Problem description :: If anything in the data looks odd, keep it anyway and write the whole listing out unchanged.
(Supplied records Opens)
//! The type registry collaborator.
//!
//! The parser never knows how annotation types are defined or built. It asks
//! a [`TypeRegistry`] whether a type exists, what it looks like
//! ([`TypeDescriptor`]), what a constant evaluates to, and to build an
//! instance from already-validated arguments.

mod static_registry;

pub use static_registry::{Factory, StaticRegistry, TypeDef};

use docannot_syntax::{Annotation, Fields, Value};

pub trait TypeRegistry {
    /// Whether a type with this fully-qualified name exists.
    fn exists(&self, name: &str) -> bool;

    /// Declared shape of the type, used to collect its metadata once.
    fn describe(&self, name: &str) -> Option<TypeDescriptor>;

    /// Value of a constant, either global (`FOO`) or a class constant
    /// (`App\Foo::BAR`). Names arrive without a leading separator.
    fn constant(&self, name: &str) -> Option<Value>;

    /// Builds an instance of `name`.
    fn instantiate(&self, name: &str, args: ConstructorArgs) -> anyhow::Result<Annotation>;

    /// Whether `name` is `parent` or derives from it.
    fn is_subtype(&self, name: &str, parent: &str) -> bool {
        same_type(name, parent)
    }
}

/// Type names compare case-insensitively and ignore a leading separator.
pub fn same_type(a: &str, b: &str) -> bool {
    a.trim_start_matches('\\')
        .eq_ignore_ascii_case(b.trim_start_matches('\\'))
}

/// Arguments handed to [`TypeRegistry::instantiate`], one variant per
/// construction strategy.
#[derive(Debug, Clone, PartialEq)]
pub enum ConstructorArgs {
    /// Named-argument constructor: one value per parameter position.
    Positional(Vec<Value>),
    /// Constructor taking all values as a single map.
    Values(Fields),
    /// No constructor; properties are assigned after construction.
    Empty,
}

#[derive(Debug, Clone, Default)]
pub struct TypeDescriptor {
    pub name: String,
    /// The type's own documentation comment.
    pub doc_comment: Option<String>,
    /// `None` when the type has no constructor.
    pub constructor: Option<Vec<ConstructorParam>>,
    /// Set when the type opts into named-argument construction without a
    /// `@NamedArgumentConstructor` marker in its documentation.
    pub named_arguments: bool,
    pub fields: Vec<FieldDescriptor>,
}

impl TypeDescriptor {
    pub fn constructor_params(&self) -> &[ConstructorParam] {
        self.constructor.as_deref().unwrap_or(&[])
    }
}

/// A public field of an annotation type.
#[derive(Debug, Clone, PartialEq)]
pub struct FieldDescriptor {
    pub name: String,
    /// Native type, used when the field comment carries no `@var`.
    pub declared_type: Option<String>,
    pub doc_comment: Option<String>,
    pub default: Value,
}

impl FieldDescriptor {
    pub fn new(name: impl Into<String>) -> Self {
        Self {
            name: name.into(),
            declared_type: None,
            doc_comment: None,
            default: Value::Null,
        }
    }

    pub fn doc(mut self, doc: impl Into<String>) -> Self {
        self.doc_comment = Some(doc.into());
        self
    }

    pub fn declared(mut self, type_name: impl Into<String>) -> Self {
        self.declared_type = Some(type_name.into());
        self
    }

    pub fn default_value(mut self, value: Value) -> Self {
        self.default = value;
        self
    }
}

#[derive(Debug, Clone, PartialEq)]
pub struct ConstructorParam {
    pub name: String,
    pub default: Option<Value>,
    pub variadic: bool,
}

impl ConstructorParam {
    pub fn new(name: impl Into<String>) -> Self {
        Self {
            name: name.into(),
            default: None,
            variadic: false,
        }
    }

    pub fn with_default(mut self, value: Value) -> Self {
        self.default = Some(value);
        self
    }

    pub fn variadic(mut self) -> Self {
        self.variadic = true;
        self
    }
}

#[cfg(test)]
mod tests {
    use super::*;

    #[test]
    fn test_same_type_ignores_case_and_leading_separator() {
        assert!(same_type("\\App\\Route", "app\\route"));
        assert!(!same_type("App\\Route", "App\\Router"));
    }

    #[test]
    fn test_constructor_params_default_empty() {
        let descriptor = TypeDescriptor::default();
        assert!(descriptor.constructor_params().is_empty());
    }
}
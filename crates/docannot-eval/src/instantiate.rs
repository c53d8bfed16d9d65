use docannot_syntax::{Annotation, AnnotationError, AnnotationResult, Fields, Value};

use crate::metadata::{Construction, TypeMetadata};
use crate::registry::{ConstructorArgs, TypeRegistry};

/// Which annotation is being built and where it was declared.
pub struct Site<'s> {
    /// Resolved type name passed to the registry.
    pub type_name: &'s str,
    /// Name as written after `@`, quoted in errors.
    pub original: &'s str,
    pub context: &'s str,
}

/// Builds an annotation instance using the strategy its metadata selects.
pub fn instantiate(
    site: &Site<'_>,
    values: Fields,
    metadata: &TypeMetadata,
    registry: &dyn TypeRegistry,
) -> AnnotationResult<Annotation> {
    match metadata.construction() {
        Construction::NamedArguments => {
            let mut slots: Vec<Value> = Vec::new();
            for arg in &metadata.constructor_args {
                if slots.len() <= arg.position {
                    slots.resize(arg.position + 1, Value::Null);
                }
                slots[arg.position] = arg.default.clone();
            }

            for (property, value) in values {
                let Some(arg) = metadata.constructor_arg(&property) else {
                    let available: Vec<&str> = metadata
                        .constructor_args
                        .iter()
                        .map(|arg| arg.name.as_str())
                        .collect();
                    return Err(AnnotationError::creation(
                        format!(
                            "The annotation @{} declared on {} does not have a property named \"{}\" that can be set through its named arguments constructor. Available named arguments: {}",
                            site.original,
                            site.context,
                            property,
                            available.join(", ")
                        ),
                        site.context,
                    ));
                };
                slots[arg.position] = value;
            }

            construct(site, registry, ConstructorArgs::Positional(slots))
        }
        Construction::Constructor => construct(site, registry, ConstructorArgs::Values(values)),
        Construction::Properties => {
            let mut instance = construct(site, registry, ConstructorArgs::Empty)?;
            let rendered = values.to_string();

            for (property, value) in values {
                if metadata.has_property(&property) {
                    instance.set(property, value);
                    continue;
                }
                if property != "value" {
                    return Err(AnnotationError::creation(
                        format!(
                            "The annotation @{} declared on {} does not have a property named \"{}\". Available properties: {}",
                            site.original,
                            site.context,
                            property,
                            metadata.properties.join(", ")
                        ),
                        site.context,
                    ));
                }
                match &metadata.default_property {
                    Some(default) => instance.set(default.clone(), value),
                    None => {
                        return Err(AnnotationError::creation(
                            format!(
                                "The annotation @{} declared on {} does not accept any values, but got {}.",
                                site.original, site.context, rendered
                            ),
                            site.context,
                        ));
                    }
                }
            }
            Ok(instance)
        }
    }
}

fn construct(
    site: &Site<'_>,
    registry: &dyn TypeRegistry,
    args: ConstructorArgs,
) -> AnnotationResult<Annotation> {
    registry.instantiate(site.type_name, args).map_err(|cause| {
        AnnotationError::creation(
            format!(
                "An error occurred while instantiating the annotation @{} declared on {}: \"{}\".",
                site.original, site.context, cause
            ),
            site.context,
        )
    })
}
(Supplied records Closes)
Problem solution ::
//! The type registry collaborator.
//!
//! The parser never knows how annotation types are defined or built. It asks
//! a [`TypeRegistry`] whether a type exists, what it looks like
//! ([`TypeDescriptor`]), what a constant evaluates to, and to build an
//! instance from already-validated arguments.

mod static_registry;

pub use static_registry::{Factory, StaticRegistry, TypeDef};

use docannot_syntax::{Annotation, Fields, Value};

pub trait TypeRegistry {
    /// Whether a type with this fully-qualified name exists.
    fn exists(&self, name: &str) -> bool;

    /// Declared shape of the type, used to collect its metadata once.
    fn describe(&self, name: &str) -> Option<TypeDescriptor>;

    /// Value of a constant, either global (`FOO`) or a class constant
    /// (`App\Foo::BAR`). Names arrive without a leading separator.
    fn constant(&self, name: &str) -> Option<Value>;

    /// Builds an instance of `name`.
    fn instantiate(&self, name: &str, args: ConstructorArgs) -> anyhow::Result<Annotation>;

    /// Whether `name` is `parent` or derives from it.
    fn is_subtype(&self, name: &str, parent: &str) -> bool {
        same_type(name, parent)
    }
}

/// Type names compare case-insensitively and ignore a leading separator.
pub fn same_type(a: &str, b: &str) -> bool {
    a.trim_start_matches('\\')
        .eq_ignore_ascii_case(b.trim_start_matches('\\'))
}

/// Arguments handed to [`TypeRegistry::instantiate`], one variant per
/// construction strategy.
#[derive(Debug, Clone, PartialEq)]
pub enum ConstructorArgs {
    /// Named-argument constructor: one value per parameter position.
    Positional(Vec<Value>),
    /// Constructor taking all values as a single map.
    Values(Fields),
    /// No constructor; properties are assigned after construction.
    Empty,
}

#[derive(Debug, Clone, Default)]
pub struct TypeDescriptor {
    pub name: String,
    /// The type's own documentation comment.
    pub doc_comment: Option<String>,
    /// `None` when the type has no constructor.
    pub constructor: Option<Vec<ConstructorParam>>,
    /// Set when the type opts into named-argument construction without a
    /// `@NamedArgumentConstructor` marker in its documentation.
    pub named_arguments: bool,
    pub fields: Vec<FieldDescriptor>,
}

impl TypeDescriptor {
    pub fn constructor_params(&self) -> &[ConstructorParam] {
        self.constructor.as_deref().unwrap_or(&[])
    }
}

/// A public field of an annotation type.
#[derive(Debug, Clone, PartialEq)]
pub struct FieldDescriptor {
    pub name: String,
    /// Native type, used when the field comment carries no `@var`.
    pub declared_type: Option<String>,
    pub doc_comment: Option<String>,
    pub default: Value,
}

impl FieldDescriptor {
    pub fn new(name: impl Into<String>) -> Self {
        Self {
            name: name.into(),
            declared_type: None,
            doc_comment: None,
            default: Value::Null,
        }
    }

    pub fn doc(mut self, doc: impl Into<String>) -> Self {
        self.doc_comment = Some(doc.into());
        self
    }

    pub fn declared(mut self, type_name: impl Into<String>) -> Self {
        self.declared_type = Some(type_name.into());
        self
    }

    pub fn default_value(mut self, value: Value) -> Self {
        self.default = value;
        self
    }
}

#[derive(Debug, Clone, PartialEq)]
pub struct ConstructorParam {
    pub name: String,
    pub default: Option<Value>,
    pub variadic: bool,
}

impl ConstructorParam {
    pub fn new(name: impl Into<String>) -> Self {
        Self {
            name: name.into(),
            default: None,
            variadic: false,
        }
    }

    pub fn with_default(mut self, value: Value) -> Self {
        self.default = Some(value);
        self
    }

    pub fn variadic(mut self) -> Self {
        self.variadic = true;
        self
    }
}

#[cfg(test)]
mod tests {
    use super::*;

    #[test]
    fn test_same_type_ignores_case_and_leading_separator() {
        assert!(same_type("\\App\\Route", "app\\route"));
        assert!(!same_type("App\\Route", "App\\Router"));
    }

    #[test]
    fn test_constructor_params_default_empty() {
        let descriptor = TypeDescriptor::default();
        assert!(descriptor.constructor_params().is_empty());
    }
}
filename crates/docannot-eval/src/instantiate.rs
repository c53d8bfed16d9d65
use docannot_syntax::{Annotation, AnnotationError, AnnotationResult, Fields, Value};

use crate::metadata::{Construction, TypeMetadata};
use crate::registry::{ConstructorArgs, TypeRegistry};

/// Which annotation is being built and where it was declared.
pub struct Site<'s> {
    /// Resolved type name passed to the registry.
    pub type_name: &'s str,
    /// Name as written after `@`, quoted in errors.
    pub original: &'s str,
    pub context: &'s str,
}

/// Builds an annotation instance using the strategy its metadata selects.
pub fn instantiate(
    site: &Site<'_>,
    values: Fields,
    metadata: &TypeMetadata,
    registry: &dyn TypeRegistry,
) -> AnnotationResult<Annotation> {
    match metadata.construction() {
        Construction::NamedArguments => {
            let mut slots: Vec<Value> = Vec::new();
            for arg in &metadata.constructor_args {
                if slots.len() <= arg.position {
                    slots.resize(arg.position + 1, Value::Null);
                }
                slots[arg.position] = arg.default.clone();
            }

            for (property, value) in values {
                let Some(arg) = metadata.constructor_arg(&property) else {
                    let available: Vec<&str> = metadata
                        .constructor_args
                        .iter()
                        .map(|arg| arg.name.as_str())
                        .collect();
                    return Err(AnnotationError::creation(
                        format!(
                            "The annotation @{} declared on {} does not have a property named \"{}\" that can be set through its named arguments constructor. Available named arguments: {}",
                            site.original,
                            site.context,
                            property,
                            available.join(", ")
                        ),
                        site.context,
                    ));
                };
                slots[arg.position] = value;
            }

            construct(site, registry, ConstructorArgs::Positional(slots))
        }
        Construction::Constructor => construct(site, registry, ConstructorArgs::Values(values)),
        Construction::Properties => {
            let mut instance = construct(site, registry, ConstructorArgs::Empty)?;
            let rendered = values.to_string();

            for (property, value) in values {
                if metadata.has_property(&property) {
                    instance.set(property, value);
                    continue;
                }
                if property != "value" {
                    return Err(AnnotationError::creation(
                        format!(
                            "The annotation @{} declared on {} does not have a property named \"{}\". Available properties: {}",
                            site.original,
                            site.context,
                            property,
                            metadata.properties.join(", ")
                        ),
                        site.context,
                    ));
                }
                match &metadata.default_property {
                    Some(default) => instance.set(default.clone(), value),
                    None => {
                        return Err(AnnotationError::creation(
                            format!(
                                "The annotation @{} declared on {} does not accept any values, but got {}.",
                                site.original, site.context, rendered
                            ),
                            site.context,
                        ));
                    }
                }
            }
            Ok(instance)
        }
    }
}

fn construct(
    site: &Site<'_>,
    registry: &dyn TypeRegistry,
    args: ConstructorArgs,
) -> AnnotationResult<Annotation> {
    registry.instantiate(site.type_name, args).map_err(|cause| {
        AnnotationError::creation(
            format!(
                "An error occurred while instantiating the annotation @{} declared on {}: \"{}\".",
                site.original, site.context, cause
            ),
            site.context,
        )
    })
}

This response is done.